I initially took the challenge's intention to be about highlighting modern machine learning's weaknesses compared to biological intelligence, and so barring certain already-existing generalization techniques seemed an arbitrary and asymmetrical restriction.
If it's more meant as "Classifiers can already achieve this particular goal, but I have a theory that human-determined 'predicates' will scale up better in the long run, I challenge you to progress my idea", then I currently disagree but understand.
> If it took us many thousands of years to learn our background knowledge from the real world over many human generations, it's difficult to see how we can reproduce this result with the comparatively poor computational resources and data in our disposal.
My belief would be that we can surpass this result with a combination of using our existing intuition alongside techniques that outperform evolution's hypo-glacial pace and inefficient data utilization.
Given the same narrow problem, some human insight for the search space and a couple of hours of gradient descent on a GPU can match what would take evolution many generations. That doesn't prove we'll get such a speedup on achieving broader intelligence, but at least natural selection hasn't appeared to be a speed limit so far.
> or, we can find a way to transfer the background knowledge bestowed upon us by thousand years of evolution to guide the training of our learning systems towards the goals we want them to achieve, whatever those are.

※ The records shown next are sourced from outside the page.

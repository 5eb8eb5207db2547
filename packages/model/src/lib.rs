#![cfg_attr(feature = "fail-on-warnings", deny(warnings))]
#![warn(clippy::all, clippy::pedantic, clippy::nursery, clippy::cargo)]
#![allow(clippy::multiple_crate_versions, clippy::cargo_common_metadata)]

//! Price model interface and linear regression implementation.
//!
//! The model is trained offline. Everything downstream only depends on the
//! [`PricePredictor`] trait, so the chart generators and request handlers
//! can be exercised with a hand-written predictor in tests.

pub mod linear;

use house_price_property_models::FeatureVector;
use thiserror::Error;

pub use linear::LinearRegression;

/// Errors from loading a price model.
#[derive(Debug, Error)]
pub enum ModelError {
    /// The model file could not be read.
    #[error("Failed to read model {path}: {source}")]
    Io {
        /// Path that was read.
        path: String,
        /// Underlying I/O error.
        source: std::io::Error,
    },

    /// The model file is not valid JSON of the expected shape.
    #[error("Failed to parse model: {0}")]
    Parse(#[from] serde_json::Error),

    /// The model does not have one coefficient per feature.
    #[error("Expected {expected} coefficients, found {found}")]
    CoefficientCount {
        /// Number of features the service produces.
        expected: usize,
        /// Number of coefficients in the file.
        found: usize,
    },

    /// The model was trained on features in a different order.
    #[error("Feature order mismatch: expected {expected:?}, found {found:?}")]
    FeatureOrder {
        /// Feature names in the order the service produces them.
        expected: Vec<String>,
        /// Feature names listed in the model file.
        found: Vec<String>,
    },

    /// A coefficient or the intercept is NaN or infinite.
    #[error("Model parameter '{0}' is not a finite number")]
    NonFinite(String),
}

/// A model that estimates a sale price from property features.
///
/// Implementations must be free of interior mutation: a single instance is
/// shared by every request handler.
pub trait PricePredictor: Send + Sync {
    /// Returns the raw model estimate for `features`.
    fn predict(&self, features: &FeatureVector) -> f64;

    /// Returns the estimate as a whole-dollar price.
    fn predict_price(&self, features: &FeatureVector) -> u64 {
        to_price(self.predict(features))
    }
}

/// Converts a raw model estimate to a whole-dollar price.
///
/// The estimate is truncated toward zero. Negative and NaN estimates
/// become 0; estimates beyond `u64::MAX` saturate.
#[must_use]
#[allow(clippy::cast_possible_truncation, clippy::cast_sign_loss)]
pub fn to_price(prediction: f64) -> u64 {
    prediction.max(0.0).trunc() as u64
}
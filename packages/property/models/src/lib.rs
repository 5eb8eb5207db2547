#![cfg_attr(feature = "fail-on-warnings", deny(warnings))]
#![warn(clippy::all, clippy::pedantic, clippy::nursery, clippy::cargo)]
#![allow(clippy::multiple_crate_versions, clippy::cargo_common_metadata)]

//! Property input, validated record and model feature vector types.
//!
//! A request moves through three shapes:
//!
//! 1. [`PropertyInput`]: the raw, possibly incomplete payload as received
//!    from a client or mapped from a provider listing.
//! 2. [`PropertyRecord`]: a validated record with display-normalized names.
//! 3. [`FeatureVector`]: the numeric model input, built by the encoder.

use chrono::NaiveDate;
use serde::{Deserialize, Serialize};
use strum_macros::{AsRefStr, Display, EnumString};

/// A property field that a validation error can be attributed to.
#[derive(
    Debug,
    Clone,
    Copy,
    PartialEq,
    Eq,
    Hash,
    Serialize,
    Deserialize,
    Display,
    EnumString,
    AsRefStr,
)]
#[serde(rename_all = "snake_case")]
#[strum(serialize_all = "snake_case")]
pub enum PropertyField {
    State,
    City,
    Beds,
    Baths,
    LivingArea,
    LandArea,
    Sold,
    PrevSoldDate,
}

/// Raw property details before validation.
///
/// Every field is optional so that missing values surface as field-level
/// validation errors instead of opaque deserialization failures. Counts are
/// kept as `f64` so fractional values (e.g. `2.5` baths from a listing) can
/// be rejected with a precise message.
#[derive(Debug, Clone, Default, PartialEq, Serialize, Deserialize)]
pub struct PropertyInput {
    /// State name, e.g. `"Texas"`.
    pub state: Option<String>,
    /// City name, e.g. `"Austin"`.
    pub city: Option<String>,
    /// Number of bedrooms.
    pub beds: Option<f64>,
    /// Number of bathrooms.
    pub baths: Option<f64>,
    /// Living area in square meters.
    #[serde(alias = "livingArea")]
    pub living_area: Option<f64>,
    /// Total land area in square meters.
    #[serde(alias = "landArea")]
    pub land_area: Option<f64>,
    /// Whether the property has been sold before. Inferred from
    /// `prev_sold_date` when omitted.
    pub sold: Option<bool>,
    /// Date of the previous sale.
    #[serde(alias = "prevSoldDate")]
    pub prev_sold_date: Option<NaiveDate>,
}

/// A validated property.
///
/// The sold flag is not stored separately: a property is sold exactly when
/// it carries a previous sale date, which validation guarantees is not in
/// the future.
#[derive(Debug, Clone, PartialEq, Serialize, Deserialize)]
pub struct PropertyRecord {
    /// Canonical state name (e.g. `"Texas"`).
    pub state: String,
    /// Title-cased city name (e.g. `"Austin"`).
    pub city: String,
    /// Number of bedrooms (> 0).
    pub beds: u32,
    /// Number of bathrooms (> 0).
    pub baths: u32,
    /// Living area in square meters (> 0).
    pub living_area: f64,
    /// Land area in square meters (> 0).
    pub land_area: f64,
    /// Date of the previous sale, present iff the property was sold.
    pub prev_sold_date: Option<NaiveDate>,
}

impl PropertyRecord {
    /// Whether the property has a recorded previous sale.
    #[must_use]
    pub const fn sold(&self) -> bool {
        self.prev_sold_date.is_some()
    }
}

/// The numeric input consumed by the price model.
///
/// Fields are named so that nothing outside [`FeatureVector::to_array`]
/// depends on the positional order the model was trained with.
#[derive(Debug, Clone, Copy, PartialEq)]
pub struct FeatureVector {
    pub beds: f64,
    pub baths: f64,
    /// Square meters.
    pub living_area: f64,
    /// Square meters.
    pub land_area: f64,
    pub years_since_last_sold: f64,
    pub state_encoded: f64,
    pub city_encoded: f64,
}

impl FeatureVector {
    /// Number of model features.
    pub const LEN: usize = 7;

    /// Feature names in model order.
    pub const NAMES: [&'static str; Self::LEN] = [
        "beds",
        "baths",
        "living_area",
        "land_area",
        "years_since_last_sold",
        "state_encoded",
        "city_encoded",
    ];

    /// Returns the features in model order: beds, baths, living area, land
    /// area, years since last sold, state encoding, city encoding.
    #[must_use]
    pub const fn to_array(&self) -> [f64; Self::LEN] {
        [
            self.beds,
            self.baths,
            self.living_area,
            self.land_area,
            self.years_since_last_sold,
            self.state_encoded,
            self.city_encoded,
        ]
    }
}

#[cfg(test)]
mod tests {
    use super::*;

    #[test]
    fn feature_array_order() {
        let features = FeatureVector {
            beds: 1.0,
            baths: 2.0,
            living_area: 3.0,
            land_area: 4.0,
            years_since_last_sold: 5.0,
            state_encoded: 6.0,
            city_encoded: 7.0,
        };
        assert_eq!(features.to_array(), [1.0, 2.0, 3.0, 4.0, 5.0, 6.0, 7.0]);
    }

    #[test]
    fn sold_follows_sale_date() {
        let mut record = PropertyRecord {
            state: "Texas".to_string(),
            city: "Austin".to_string(),
            beds: 3,
            baths: 2,
            living_area: 150.0,
            land_area: 400.0,
            prev_sold_date: None,
        };
        assert!(!record.sold());
        record.prev_sold_date = NaiveDate::from_ymd_opt(2020, 1, 1);
        assert!(record.sold());
    }

    #[test]
    fn field_names_are_snake_case() {
        assert_eq!(PropertyField::LivingArea.to_string(), "living_area");
        assert_eq!(PropertyField::PrevSoldDate.as_ref(), "prev_sold_date");
        assert_eq!(
            "land_area".parse::<PropertyField>().ok(),
            Some(PropertyField::LandArea)
        );
    }

    #[test]
    fn input_accepts_camel_case_aliases() {
        let input: PropertyInput = serde_json::from_value(serde_json::json!({
            "state": "Texas",
            "city": "Austin",
            "beds": 3,
            "baths": 2,
            "livingArea": 150.0,
            "landArea": 400.0,
            "prevSoldDate": "2020-05-01"
        }))
        .unwrap();
        assert_eq!(input.living_area, Some(150.0));
        assert_eq!(input.land_area, Some(400.0));
        assert_eq!(input.prev_sold_date, NaiveDate::from_ymd_opt(2020, 5, 1));
        assert_eq!(input.sold, None);
    }
}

> To clarify, I'm not saying we should go back to feature engineering
> Clearly not explicitly coding expert knowledge in production rules as in expert systems. Much of our knowledge is maybe impossible to articulate explicitly. So we must find a way to encode implicit knowledge, also.
I'm all for finding ways to use human domain knowledge to guide the network in the right direction, essentially making use of a gigantic dataset from life's history. The trend seems to be to do this at an increasingly high level: weights are found by gradient descent, and hyperparameters by NAS or similar, but humans still designing various layers and blocks.
"Predicates" being a probably-small set of feature detectors which can describe all 2D images makes me think of something like eigenfaces, which it felt backwards to have humans determine. Maybe intended to be broader than that?
> It's basically a trade-off. If you have good background knowledge, you don't need a lot of data. Good background knowledge helps you build robustly generalisable concepts. And if you can reuse the learned concepts as background knowledge, then the sky is the limit.
I'd claim that this is in effect also what pretraining is. Pretraining and instilling a model with human background knowledge both allow faster low-data generalization to new tasks by utilizing large amounts of prior data. Difference is in whether the base data is organic or digital. Using both to find useful predicates seems most promising so far.